Despite calls to limit social contacts, traffic has been increasing in Luxembourg city during the past two weeks. Photo: Matic Zorman
Despite concerning numbers of covid-19 infections and increasing pressure on hospitals, the level of traffic congestion has been very high in recent weeks.
Looking at the levels of traffic congestion across Luxembourg gives an idea of the intensity of flows in the country. Thus also being an indicator of people’s tendencies to go to work or limit their social contacts--the latter playing a crucial part in fighting the spread of the novel virus.
However, what can be seen in the TomTom Traffic index--that studies the level of congestion on roads, particularly in Luxembourg city--is that the figures have started to rise again over the past two weeks.

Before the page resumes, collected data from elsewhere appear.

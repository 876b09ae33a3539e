use serde::Deserialize;
use actionperf_core::error::{PerfError, Result};

#[derive(Debug, Clone, Deserialize)]
#[serde(deny_unknown_fields)]
pub struct MonitorConfig {
    pub version: u32,

    #[serde(default)]
    pub monitor: MonitorSection,

    #[serde(default)]
    pub dispatch: DispatchSection,

    #[serde(default)]
    pub backend: BackendSection,

    #[serde(default)]
    pub server: ServerSection,
}

impl Default for MonitorConfig {
    fn default() -> Self {
        Self {
            version: 1,
            monitor: MonitorSection::default(),
            dispatch: DispatchSection::default(),
            backend: BackendSection::default(),
            server: ServerSection::default(),
        }
    }
}

impl MonitorConfig {
    pub fn validate(&self) -> Result<()> {
        if self.version != 1 {
            return Err(PerfError::UnsupportedVersion);
        }
        self.monitor.validate()?;
        self.dispatch.validate()?;
        Ok(())
    }
}

#[derive(Debug, Clone, Deserialize)]
#[serde(deny_unknown_fields)]
pub struct MonitorSection {
    #[serde(default = "default_category")]
    pub category: String,

    #[serde(default = "default_action_kind")]
    pub action_kind: String,

    /// Defaults to the current process id.
    #[serde(default)]
    pub process_id: Option<u32>,
}

impl Default for MonitorSection {
    fn default() -> Self {
        Self {
            category: default_category(),
            action_kind: default_action_kind(),
            process_id: None,
        }
    }
}

impl MonitorSection {
    pub fn validate(&self) -> Result<()> {
        if self.category.trim().is_empty() {
            return Err(PerfError::Config("monitor.category must not be empty".into()));
        }
        if self.action_kind.trim().is_empty() {
            return Err(PerfError::Config("monitor.action_kind must not be empty".into()));
        }
        Ok(())
    }

    pub fn effective_process_id(&self) -> u32 {
        self.process_id.unwrap_or_else(std::process::id)
    }
}

#[derive(Debug, Clone, Deserialize)]
#[serde(deny_unknown_fields)]
pub struct DispatchSection {
    #[serde(default = "default_workers")]
    pub workers: usize,

    #[serde(default = "default_queue_capacity")]
    pub queue_capacity: usize,
}

impl Default for DispatchSection {
    fn default() -> Self {
        Self {
            workers: default_workers(),
            queue_capacity: default_queue_capacity(),
        }
    }
}

impl DispatchSection {
    pub fn validate(&self) -> Result<()> {
        if !(1..=64).contains(&self.workers) {
            return Err(PerfError::Config(
                "dispatch.workers must be between 1 and 64".into(),
            ));
        }
        if !(16..=1_048_576).contains(&self.queue_capacity) {
            return Err(PerfError::Config(
                "dispatch.queue_capacity must be between 16 and 1048576".into(),
            ));
        }
        Ok(())
    }
}

#[derive(Debug, Clone, Deserialize)]
#[serde(deny_unknown_fields)]
pub struct BackendSection {
    #[serde(default = "default_true")]
    pub install_standard_category: bool,

    /// Counters left out of the installed category.
    #[serde(default)]
    pub unavailable_counters: Vec<String>,
}

impl Default for BackendSection {
    fn default() -> Self {
        Self {
            install_standard_category: true,
            unavailable_counters: Vec::new(),
        }
    }
}

#[derive(Debug, Clone, Deserialize)]
#[serde(deny_unknown_fields)]
pub struct ServerSection {
    #[serde(default = "default_listen")]
    pub listen: String,
}

impl Default for ServerSection {
    fn default() -> Self {
        Self { listen: default_listen() }
    }
}

fn default_category() -> String {
    "ActionPerf".into()
}
fn default_action_kind() -> String {
    "API".into()
}
fn default_workers() -> usize {
    4
}
fn default_queue_capacity() -> usize {
    1024
}
fn default_true() -> bool {
    true
}
fn default_listen() -> String {
    "0.0.0.0:8080".into()
}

Traffic congestion rate in Luxembourg city
After an uptake of traffic jams with the start of the new school year, reaching a level equivalent to that of 2019 at the end of September, congestion on the roads slightly decreased. And during the first week of November, just after the introduction of a curfew in Luxembourg and the lockdown in France, the lowest levels since the summer holidays were recorded, with 40% less than during the same time last year.
Similar to 2019
A result of the new, more restrictive measures, which may also have increased public awareness. But the effect was short-lived, and traffic jams increased again the following week, to continue to rise this week and reach very standard levels of traffic congestion, similar to those of 2019.
Despite the worrying number of covid-19 cases across Luxembourg, people are travelling on the roads as usual, and clearly continue to go to work, the shops and bars or restaurants even though one of the most effective measures to stop the spread of the coronavirus is the limitation of social contacts.
The potential--and likely, given the latest figures--closure of cafes and restaurants, if inrroduced next week, may limit this upward trend or even reverse the curve. In particular by limiting the number of visitors from countries with stricter lockdowns.
This article was original published in French on Paperjam.lu and translated and edited for Delano.